RECORD SET START

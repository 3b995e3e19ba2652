use std::fmt::Debug;
use std::fs::File;
use std::io;
use std::io::{BufWriter, Write};
use std::path::PathBuf;

pub trait Output: Debug {
    fn writer_for_location_key(
        &self,
        location_key: &str,
        file_extension: &str,
    ) -> anyhow::Result<impl Write>;
    /// Whether this output can be considered a no-op and therefore that any code that only writes to the output can be skipped.
    fn is_noop(&self) -> bool {
        false
    }
}

/// Writes each location key to `<directory>/<prefix>_<key>.<extension>`.
#[derive(Debug)]
pub struct FileOutput {
    directory_path: PathBuf,
    file_prefix: String,
}

impl FileOutput {
    pub fn new(directory_path: PathBuf, file_prefix: String) -> Self {
        Self {
            directory_path,
            file_prefix,
        }
    }
}

impl Output for FileOutput {
    fn writer_for_location_key(
        &self,
        location_key: &str,
        file_extension: &str,
    ) -> anyhow::Result<impl Write> {
        Ok(BufWriter::new(File::create(self.directory_path.join(
            format!("{}_{location_key}.{file_extension}", self.file_prefix),
        ))?))
    }
}

impl Output for &FileOutput {
    fn writer_for_location_key(
        &self,
        location_key: &str,
        file_extension: &str,
    ) -> anyhow::Result<impl Write> {
        <FileOutput as Output>::writer_for_location_key(self, location_key, file_extension)
    }
}

/// An output that goes to nowhere/ a "sink"/ /dev/null.
#[derive(Debug, Default)]
pub struct SinkOutput;

impl Output for SinkOutput {
    fn writer_for_location_key(
        &self,
        _location_key: &str,
        _file_extension: &str,
    ) -> anyhow::Result<impl Write> {
        Ok(io::sink())
    }

    fn is_noop(&self) -> bool {
        true
    }
}
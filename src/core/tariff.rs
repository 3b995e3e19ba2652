use crate::core::units::litres_to_kilolitres;
use crate::errors::UnknownTariffError;
use crate::input::ConnectionType;
use serde::Serialize;

/// This module carries the BWSSB monthly tariff slabs (₹ per kL of water,
/// plus a sanitary charge and a meter fee), per the schedule published in
/// March 2025.

#[derive(Clone, Copy, Debug)]
enum SanitaryCharge {
    /// Flat ₹ amount for the slab, pro-rated by the share of the slab span
    /// actually consumed so the charge stays usage-linked.
    Flat(f64),
    /// Fraction of the slab's water tariff, applied per kL.
    FractionOfTariff(f64),
}

#[derive(Clone, Copy, Debug)]
struct TariffSlab {
    /// Inclusive upper bound of monthly consumption the slab covers.
    upper_liters: f64,
    water_rs_per_kl: f64,
    sanitary: SanitaryCharge,
    meter_fee_rs: f64,
}

const DOMESTIC_SLABS: [TariffSlab; 4] = [
    TariffSlab {
        upper_liters: 8_000.,
        water_rs_per_kl: 7.,
        sanitary: SanitaryCharge::Flat(14.),
        meter_fee_rs: 100.,
    },
    TariffSlab {
        upper_liters: 25_000.,
        water_rs_per_kl: 11.,
        sanitary: SanitaryCharge::FractionOfTariff(0.25),
        meter_fee_rs: 50.,
    },
    TariffSlab {
        upper_liters: 50_000.,
        water_rs_per_kl: 26.,
        sanitary: SanitaryCharge::FractionOfTariff(0.25),
        meter_fee_rs: 75.,
    },
    TariffSlab {
        upper_liters: f64::INFINITY,
        water_rs_per_kl: 45.,
        sanitary: SanitaryCharge::FractionOfTariff(0.25),
        meter_fee_rs: 150.,
    },
];

const NON_DOMESTIC_SLABS: [TariffSlab; 5] = [
    TariffSlab {
        upper_liters: 10_000.,
        water_rs_per_kl: 50.,
        sanitary: SanitaryCharge::FractionOfTariff(0.25),
        meter_fee_rs: 50.,
    },
    TariffSlab {
        upper_liters: 25_000.,
        water_rs_per_kl: 57.,
        sanitary: SanitaryCharge::Flat(0.),
        meter_fee_rs: 75.,
    },
    TariffSlab {
        upper_liters: 50_000.,
        water_rs_per_kl: 65.,
        sanitary: SanitaryCharge::Flat(0.),
        meter_fee_rs: 100.,
    },
    TariffSlab {
        upper_liters: 75_000.,
        water_rs_per_kl: 76.,
        sanitary: SanitaryCharge::Flat(0.),
        meter_fee_rs: 125.,
    },
    TariffSlab {
        upper_liters: f64::INFINITY,
        water_rs_per_kl: 87.,
        sanitary: SanitaryCharge::Flat(0.),
        meter_fee_rs: 175.,
    },
];

/// Itemised monthly water bill.
#[derive(Clone, Copy, Debug, Default, PartialEq, Serialize)]
pub struct BillBreakdown {
    pub water_rs: f64,
    pub sanitary_rs: f64,
    pub meter_fee_rs: f64,
    pub total_rs: f64,
}

/// The slab table for one connection category.
#[derive(Clone, Copy, Debug)]
pub struct TariffSchedule {
    slabs: &'static [TariffSlab],
}

impl TariffSchedule {
    /// Fails fast for a connection type with no published table; no fallback
    /// schedule is substituted.
    pub fn for_connection_type(
        connection_type: &ConnectionType,
    ) -> Result<Self, UnknownTariffError> {
        match connection_type {
            ConnectionType::Domestic => Ok(Self {
                slabs: &DOMESTIC_SLABS,
            }),
            ConnectionType::NonDomestic => Ok(Self {
                slabs: &NON_DOMESTIC_SLABS,
            }),
            ConnectionType::Other(name) => Err(UnknownTariffError::new(name)),
        }
    }

    /// Bill for one month's metered consumption. Water and sanitary charges
    /// accrue slab by slab; the meter fee is that of the highest slab
    /// reached.
    pub fn monthly_bill(&self, liters: f64) -> BillBreakdown {
        let mut water_rs = 0.;
        let mut sanitary_rs = 0.;
        let mut remaining = liters.max(0.);
        let mut lower = 0.;

        for slab in self.slabs {
            let span = remaining.min(slab.upper_liters - lower);
            if span > 0. {
                let kl = litres_to_kilolitres(span);
                water_rs += slab.water_rs_per_kl * kl;
                sanitary_rs += match slab.sanitary {
                    SanitaryCharge::FractionOfTariff(fraction) => {
                        slab.water_rs_per_kl * fraction * kl
                    }
                    SanitaryCharge::Flat(amount) => {
                        let span_kl = litres_to_kilolitres(slab.upper_liters - lower);
                        amount * (kl / span_kl.max(1.))
                    }
                };
                remaining -= span;
            }
            lower = slab.upper_liters;
            if remaining <= 0. {
                break;
            }
        }

        let meter_fee_rs = self.meter_fee_for(liters);
        BillBreakdown {
            water_rs,
            sanitary_rs,
            meter_fee_rs,
            total_rs: water_rs + sanitary_rs + meter_fee_rs,
        }
    }

    fn meter_fee_for(&self, liters: f64) -> f64 {
        self.slabs
            .iter()
            .find(|slab| slab.upper_liters >= liters)
            .map(|slab| slab.meter_fee_rs)
            .unwrap_or(0.)
    }

    /// Baseline bill (no harvesting) against the net bill after the month's
    /// offset; the offset can at most zero the metered consumption.
    pub fn monthly_billing(&self, monthly_demand_liters: f64, offset_liters: f64) -> MonthlyBilling {
        let baseline = self.monthly_bill(monthly_demand_liters);
        let net = self.monthly_bill((monthly_demand_liters - offset_liters).max(0.));
        MonthlyBilling {
            savings_rs: baseline.total_rs - net.total_rs,
            baseline,
            net,
        }
    }
}

#[derive(Clone, Copy, Debug)]
pub struct MonthlyBilling {
    pub baseline: BillBreakdown,
    pub net: BillBreakdown,
    pub savings_rs: f64,
}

RECORD SET END

**PROBLEM DETAILS:**
Return the entries above exactly as they were written.

**ANSWER BOX:**
repository 3b995e3e19ba2652
use std::fmt::Debug;
use std::fs::File;
use std::io;
use std::io::{BufWriter, Write};
use std::path::PathBuf;

pub trait Output: Debug {
    fn writer_for_location_key(
        &self,
        location_key: &str,
        file_extension: &str,
    ) -> anyhow::Result<impl Write>;
    /// Whether this output can be considered a no-op and therefore that any code that only writes to the output can be skipped.
    fn is_noop(&self) -> bool {
        false
    }
}

/// Writes each location key to `<directory>/<prefix>_<key>.<extension>`.
#[derive(Debug)]
pub struct FileOutput {
    directory_path: PathBuf,
    file_prefix: String,
}

impl FileOutput {
    pub fn new(directory_path: PathBuf, file_prefix: String) -> Self {
        Self {
            directory_path,
            file_prefix,
        }
    }
}

impl Output for FileOutput {
    fn writer_for_location_key(
        &self,
        location_key: &str,
        file_extension: &str,
    ) -> anyhow::Result<impl Write> {
        Ok(BufWriter::new(File::create(self.directory_path.join(
            format!("{}_{location_key}.{file_extension}", self.file_prefix),
        ))?))
    }
}

impl Output for &FileOutput {
    fn writer_for_location_key(
        &self,
        location_key: &str,
        file_extension: &str,
    ) -> anyhow::Result<impl Write> {
        <FileOutput as Output>::writer_for_location_key(self, location_key, file_extension)
    }
}

/// An output that goes to nowhere/ a "sink"/ /dev/null.
#[derive(Debug, Default)]
pub struct SinkOutput;

impl Output for SinkOutput {
    fn writer_for_location_key(
        &self,
        _location_key: &str,
        _file_extension: &str,
    ) -> anyhow::Result<impl Write> {
        Ok(io::sink())
    }

    fn is_noop(&self) -> bool {
        true
    }
}
filename src/core/tariff.rs
repository 3b995e3e19ba2652
use crate::core::units::litres_to_kilolitres;
use crate::errors::UnknownTariffError;
use crate::input::ConnectionType;
use serde::Serialize;

/// This module carries the BWSSB monthly tariff slabs (₹ per kL of water,
/// plus a sanitary charge and a meter fee), per the schedule published in
/// March 2025.

#[derive(Clone, Copy, Debug)]
enum SanitaryCharge {
    /// Flat ₹ amount for the slab, pro-rated by the share of the slab span
    /// actually consumed so the charge stays usage-linked.
    Flat(f64),
    /// Fraction of the slab's water tariff, applied per kL.
    FractionOfTariff(f64),
}

#[derive(Clone, Copy, Debug)]
struct TariffSlab {
    /// Inclusive upper bound of monthly consumption the slab covers.
    upper_liters: f64,
    water_rs_per_kl: f64,
    sanitary: SanitaryCharge,
    meter_fee_rs: f64,
}

const DOMESTIC_SLABS: [TariffSlab; 4] = [
    TariffSlab {
        upper_liters: 8_000.,
        water_rs_per_kl: 7.,
        sanitary: SanitaryCharge::Flat(14.),
        meter_fee_rs: 100.,
    },
    TariffSlab {
        upper_liters: 25_000.,
        water_rs_per_kl: 11.,
        sanitary: SanitaryCharge::FractionOfTariff(0.25),
        meter_fee_rs: 50.,
    },
    TariffSlab {
        upper_liters: 50_000.,
        water_rs_per_kl: 26.,
        sanitary: SanitaryCharge::FractionOfTariff(0.25),
        meter_fee_rs: 75.,
    },
    TariffSlab {
        upper_liters: f64::INFINITY,
        water_rs_per_kl: 45.,
        sanitary: SanitaryCharge::FractionOfTariff(0.25),
        meter_fee_rs: 150.,
    },
];

const NON_DOMESTIC_SLABS: [TariffSlab; 5] = [
    TariffSlab {
        upper_liters: 10_000.,
        water_rs_per_kl: 50.,
        sanitary: SanitaryCharge::FractionOfTariff(0.25),
        meter_fee_rs: 50.,
    },
    TariffSlab {
        upper_liters: 25_000.,
        water_rs_per_kl: 57.,
        sanitary: SanitaryCharge::Flat(0.),
        meter_fee_rs: 75.,
    },
    TariffSlab {
        upper_liters: 50_000.,
        water_rs_per_kl: 65.,
        sanitary: SanitaryCharge::Flat(0.),
        meter_fee_rs: 100.,
    },
    TariffSlab {
        upper_liters: 75_000.,
        water_rs_per_kl: 76.,
        sanitary: SanitaryCharge::Flat(0.),
        meter_fee_rs: 125.,
    },
    TariffSlab {
        upper_liters: f64::INFINITY,
        water_rs_per_kl: 87.,
        sanitary: SanitaryCharge::Flat(0.),
        meter_fee_rs: 175.,
    },
];

/// Itemised monthly water bill.
#[derive(Clone, Copy, Debug, Default, PartialEq, Serialize)]
pub struct BillBreakdown {
    pub water_rs: f64,
    pub sanitary_rs: f64,
    pub meter_fee_rs: f64,
    pub total_rs: f64,
}

/// The slab table for one connection category.
#[derive(Clone, Copy, Debug)]
pub struct TariffSchedule {
    slabs: &'static [TariffSlab],
}

impl TariffSchedule {
    /// Fails fast for a connection type with no published table; no fallback
    /// schedule is substituted.
    pub fn for_connection_type(
        connection_type: &ConnectionType,
    ) -> Result<Self, UnknownTariffError> {
        match connection_type {
            ConnectionType::Domestic => Ok(Self {
                slabs: &DOMESTIC_SLABS,
            }),
            ConnectionType::NonDomestic => Ok(Self {
                slabs: &NON_DOMESTIC_SLABS,
            }),
            ConnectionType::Other(name) => Err(UnknownTariffError::new(name)),
        }
    }

    /// Bill for one month's metered consumption. Water and sanitary charges
    /// accrue slab by slab; the meter fee is that of the highest slab
    /// reached.
    pub fn monthly_bill(&self, liters: f64) -> BillBreakdown {
        let mut water_rs = 0.;
        let mut sanitary_rs = 0.;
        let mut remaining = liters.max(0.);
        let mut lower = 0.;

        for slab in self.slabs {
            let span = remaining.min(slab.upper_liters - lower);
            if span > 0. {
                let kl = litres_to_kilolitres(span);
                water_rs += slab.water_rs_per_kl * kl;
                sanitary_rs += match slab.sanitary {
                    SanitaryCharge::FractionOfTariff(fraction) => {
                        slab.water_rs_per_kl * fraction * kl
                    }
                    SanitaryCharge::Flat(amount) => {
                        let span_kl = litres_to_kilolitres(slab.upper_liters - lower);
                        amount * (kl / span_kl.max(1.))
                    }
                };
                remaining -= span;
            }
            lower = slab.upper_liters;
            if remaining <= 0. {
                break;
            }
        }

        let meter_fee_rs = self.meter_fee_for(liters);
        BillBreakdown {
            water_rs,
            sanitary_rs,
            meter_fee_rs,
            total_rs: water_rs + sanitary_rs + meter_fee_rs,
        }
    }

    fn meter_fee_for(&self, liters: f64) -> f64 {
        self.slabs
            .iter()
            .find(|slab| slab.upper_liters >= liters)
            .map(|slab| slab.meter_fee_rs)
            .unwrap_or(0.)
    }

    /// Baseline bill (no harvesting) against the net bill after the month's
    /// offset; the offset can at most zero the metered consumption.
    pub fn monthly_billing(&self, monthly_demand_liters: f64, offset_liters: f64) -> MonthlyBilling {
        let baseline = self.monthly_bill(monthly_demand_liters);
        let net = self.monthly_bill((monthly_demand_liters - offset_liters).max(0.));
        MonthlyBilling {
            savings_rs: baseline.total_rs - net.total_rs,
            baseline,
            net,
        }
    }
}

#[derive(Clone, Copy, Debug)]
pub struct MonthlyBilling {
    pub baseline: BillBreakdown,
    pub net: BillBreakdown,
    pub savings_rs: f64,
}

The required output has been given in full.